U.S. nonprofit organization

The American Tinnitus Association (ATA) is a nonprofit organization in the United States that promotes relief of, helps prevent, and investigates cures for tinnitus. There is no cure for tinnitus to date, although there are management treatments.

==History==
The ATA was created as resource for the underserved tinnitus community. Sometimes tinnitus patients are disregarded by physicians who do not have the information needed to proficiently treat and diagnose tinnitus patients.

Jack Vernon, Ph.D. joined Doctor Charles Unice to form the ATA in 1971. The two met while Vernon was conducting clinical research at the Oregon Health Sciences University in Portland, Oregon, and began treating Unice for his tinnitus condition.
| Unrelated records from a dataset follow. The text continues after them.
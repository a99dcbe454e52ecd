//! End-to-end tests for the `CloudMart` storefront.
//!
//! The tests drive the real [`ApiClient`](cloudmart_storefront::ApiClient)
//! against [`MockCommerceApi`], an in-process axum server that answers the
//! commerce API with in-memory state.
//!
//! # Running Tests
//!
//! ```bash
//! cargo test -p cloudmart-integration-tests
//! ```

use std::collections::BTreeSet;
use std::sync::Arc;

use axum::extract::{Path, Query, Request, State};
use axum::http::StatusCode;
use axum::middleware::{self, Next};
use axum::response::{IntoResponse, Response};
use axum::routing::{delete, get, post};
use axum::{Json, Router};
use cloudmart_core::{
    CartItemCreate, CartItemId, CartLineItem, Category, Order, OrderId, OrderStatus, Price,
    Product, ProductId, UserId,
};
use cloudmart_storefront::{ApiClient, MemorySurface, Storefront, StorefrontConfig};
use rust_decimal::Decimal;
use serde::Deserialize;
use serde_json::{Value, json};
use tokio::net::TcpListener;
use tokio::sync::Mutex;

/// The only shopper the mock API knows.
pub const DEMO_USER: &str = "demo-user";

#[derive(Default)]
struct Store {
    products: Vec<Product>,
    cart: Vec<CartLineItem>,
    orders: Vec<Order>,
    requests: Vec<String>,
    next_line: u64,
    next_order: u64,
    reject_next_order: Option<(StatusCode, Value)>,
}

#[derive(Clone, Default)]
struct MockState {
    store: Arc<Mutex<Store>>,
}

/// An in-process commerce API listening on a random local port.
pub struct MockCommerceApi {
    base_url: String,
    state: MockState,
}

impl MockCommerceApi {
    /// Start a server with `products` in its catalog and an empty cart.
    ///
    /// # Errors
    ///
    /// Returns error if no local port can be bound.
    pub async fn spawn(products: Vec<Product>) -> std::io::Result<Self> {
        let listener = TcpListener::bind("127.0.0.1:0").await?;
        let addr = listener.local_addr()?;

        let state = MockState::default();
        state.store.lock().await.products = products;

        let app = Router::new()
            .route("/health", get(health))
            .route("/api/v1/categories", get(list_categories))
            .route("/api/v1/products", get(list_products))
            .route("/api/v1/cart", get(list_cart))
            .route("/api/v1/cart/items", post(add_cart_item))
            .route("/api/v1/cart/items/{id}", delete(delete_cart_item))
            .route("/api/v1/orders", post(create_order).get(list_orders))
            .layer(middleware::from_fn_with_state(state.clone(), record))
            .with_state(state.clone());

        tokio::spawn(async move {
            if let Err(err) = axum::serve(listener, app).await {
                tracing::error!(error = %err, "mock API stopped");
            }
        });

        Ok(Self {
            base_url: format!("http://{addr}"),
            state,
        })
    }

    #[must_use]
    pub fn base_url(&self) -> &str {
        &self.base_url
    }

    /// Every request seen so far, as `"METHOD /path?query"`.
    pub async fn requests(&self) -> Vec<String> {
        self.state.store.lock().await.requests.clone()
    }

    /// How many times `request` was seen.
    pub async fn count(&self, request: &str) -> usize {
        self.requests()
            .await
            .iter()
            .filter(|seen| *seen == request)
            .count()
    }

    pub async fn cart(&self) -> Vec<CartLineItem> {
        self.state.store.lock().await.cart.clone()
    }

    pub async fn orders(&self) -> Vec<Order> {
        self.state.store.lock().await.orders.clone()
    }

    /// Put a line straight into the cart, bypassing the API.
    pub async fn seed_cart(&self, product_id: &str, quantity: u32) -> CartItemId {
        let mut store = self.state.store.lock().await;
        let line = store.new_line(ProductId::new(product_id), quantity);
        let id = line.id.clone();
        store.cart.push(line);
        id
    }

    /// Answer the next order request with `status` and `body`, whatever the
    /// cart holds.
    pub async fn reject_next_order(&self, status: StatusCode, body: Value) {
        self.state.store.lock().await.reject_next_order = Some((status, body));
    }

    /// A storefront talking to this server, and the surface it draws into.
    ///
    /// # Errors
    ///
    /// Returns error if the client cannot be built.
    pub fn storefront(&self) -> Result<(Page, MemorySurface), BoxError> {
        connect(&self.base_url)
    }
}

pub type BoxError = Box<dyn std::error::Error + Send + Sync>;

/// A storefront wired to the real HTTP client.
pub type Page = Storefront<ApiClient, MemorySurface>;

/// A storefront talking to `base_url`, and the surface it draws into.
///
/// # Errors
///
/// Returns error if the URL is invalid or the client cannot be built.
pub fn connect(base_url: &str) -> Result<(Page, MemorySurface), BoxError> {
    let config = StorefrontConfig::with_base_url(base_url)?;
    let api = ApiClient::new(&config)?;
    let surface = MemorySurface::new();
    Ok((Storefront::new(api, surface.clone()), surface))
}

/// A base URL nothing listens on.
///
/// # Errors
///
/// Returns error if no local port can be bound.
pub async fn unreachable_base_url() -> std::io::Result<String> {
    let listener = TcpListener::bind("127.0.0.1:0").await?;
    let addr = listener.local_addr()?;
    drop(listener);
    Ok(format!("http://{addr}"))
}

/// A catalog product priced `cents / 100`.
#[must_use]
pub fn product(id: &str, name: &str, category: &str, cents: u32) -> Product {
    Product {
        id: ProductId::new(id),
        name: name.to_string(),
        category: Category::from(category),
        price: Price::new(Decimal::new(i64::from(cents), 2)).unwrap_or_default(),
        description: None,
    }
}

/// Three products across two categories, listed out of category order.
#[must_use]
pub fn sample_catalog() -> Vec<Product> {
    vec![
        product("p1", "Widget", "toys", 950),
        product("p2", "Novel", "books", 1200),
        product("p3", "Puzzle", "toys", 1999),
    ]
}

impl Store {
    fn new_line(&mut self, product_id: ProductId, quantity: u32) -> CartLineItem {
        self.next_line += 1;
        CartLineItem {
            id: CartItemId::new(format!("line-{}", self.next_line)),
            product_id,
            quantity,
            user_id: Some(UserId::new(DEMO_USER)),
        }
    }
}

fn detail(status: StatusCode, detail: &str) -> Response {
    (status, Json(json!({ "detail": detail }))).into_response()
}

async fn record(State(state): State<MockState>, request: Request, next: Next) -> Response {
    let target = request
        .uri()
        .path_and_query()
        .map_or_else(|| request.uri().path().to_string(), ToString::to_string);
    state
        .store
        .lock()
        .await
        .requests
        .push(format!("{} {target}", request.method()));
    next.run(request).await
}

async fn health() -> Json<Value> {
    Json(json!({ "status": "ok", "storage": "memory" }))
}

async fn list_categories(State(state): State<MockState>) -> Json<Vec<Category>> {
    let store = state.store.lock().await;
    let categories: BTreeSet<Category> = store
        .products
        .iter()
        .map(|product| product.category.clone())
        .collect();
    Json(categories.into_iter().collect())
}

#[derive(Deserialize)]
struct ProductFilter {
    category: Option<String>,
}

async fn list_products(
    State(state): State<MockState>,
    Query(filter): Query<ProductFilter>,
) -> Json<Vec<Product>> {
    let store = state.store.lock().await;
    let products = store
        .products
        .iter()
        .filter(|product| match filter.category.as_deref() {
            Some(category) if !category.is_empty() => product.category.as_str() == category,
            _ => true,
        })
        .cloned()
        .collect();
    Json(products)
}

async fn list_cart(State(state): State<MockState>) -> Json<Vec<CartLineItem>> {
    Json(state.store.lock().await.cart.clone())
}

async fn add_cart_item(
    State(state): State<MockState>,
    Json(payload): Json<CartItemCreate>,
) -> Response {
    let mut store = state.store.lock().await;
    if !store
        .products
        .iter()
        .any(|product| product.id == payload.product_id)
    {
        return detail(StatusCode::BAD_REQUEST, "Invalid product_id");
    }

    let line = store.new_line(payload.product_id, payload.quantity);
    store.cart.push(line.clone());
    Json(line).into_response()
}

async fn delete_cart_item(State(state): State<MockState>, Path(id): Path<String>) -> Json<Value> {
    let mut store = state.store.lock().await;
    store.cart.retain(|line| line.id.as_str() != id);
    Json(json!({ "status": "deleted", "id": id }))
}

async fn create_order(State(state): State<MockState>) -> Response {
    let mut store = state.store.lock().await;
    if let Some((status, body)) = store.reject_next_order.take() {
        return (status, Json(body)).into_response();
    }
    if store.cart.is_empty() {
        return detail(StatusCode::BAD_REQUEST, "Cart is empty");
    }

    store.next_order += 1;
    let order = Order {
        id: OrderId::new(format!("ord-{}", store.next_order)),
        user_id: Some(UserId::new(DEMO_USER)),
        items: std::mem::take(&mut store.cart),
        status: Some(OrderStatus::Confirmed),
    };
    store.orders.push(order.clone());
    Json(order).into_response()
}

async fn list_orders(State(state): State<MockState>) -> Json<Vec<Order>> {
    Json(state.store.lock().await.orders.clone())
}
With aim to raise money for tinnitus funding, the ATA was born. Portland still serves as base for the organization.

The ATA started in a studio sized office and was staffed by Portland area volunteers. Since then the ATA has become the largest group of individual contributors that awards grant money for research relating to tinnitus. Until his death in 2010, Vernon was involved with the organization as an honorary board member, patient advocate, and general adviser.

On December 1, 2017, the ATA moved its headquarters from Portland, Oregon, to Vienna, Virginia (Washington, DC Metro Area).

== Programs and resources ==
Since 1980, the organization has granted around $6 million in seed funding for tinnitus research. Many of the researchers have utilized their ATA-funded research data to apply for and receive larger, federally-funded grants from the Department of Defense, National Science Foundation, and the National Institute on Deafness and Other Communications Disorders (NIDCD), part of the NIH.

The ATA's Tinnitus Advisors Program (TinnAP) provides guidance from healthcare professionals experienced in tinnitus management, including the psychological challenges of tinnitus distress and anxiety.

Tinnitus Today is a magazine focused on the tinnitus patient community, tinnitus research, and the healthcare providers who see tinnitus patients. The publication provides inspiring tinnitus patient stories, tinnitus management strategies, tinnitus treatment information, tinnitus help tools, and news and updates on innovative tinnitus research.

ATA hosts the international "Conversations in Tinnitus" podcast that focuses on current issues in research and treatment methods for people living with tinnitus. Podcasts topics have included:
- exploring noninvasive neuromodulation for tinnitus relief
- habituation to tinnitus using cognitive behavioral therapy
- implementing successful tinnitus treatment
- ototoxicity and tinnitus
- over-the-counter medications for tinnitus relief

The ATA provides tinnitus support groups to promote further awareness of tinnitus, improve treatments, and provide ongoing support for the 25 million Americans who experience tinnitus. In the United States, 22 independent tinnitus support groups provide an opportunity for people to share personal experiences and feelings, coping strategies, or firsthand information about tinnitus and treatments. For many people, a support group can fill a gap between medical treatment and the need for emotional support.

==Committees==
ATA's Scientific Advisory Committee (SAC) is composed of 17 tinnitus investigators that conduct peer reviews of the grant proposals received by the ATA. The most meritorious proposals are then forwarded to members of the ATA Board of Directors, who make the final funding decisions on these grants.

The ATA's Board of Directors consists of those from the patient community who manifest tinnitus, healthcare providers who see tinnitus patients, i.e. audiologists, tinnitus researchers, and other advocates. Members of the board are influential in creating a non-profit organization that serves as a resource for people with tinnitus.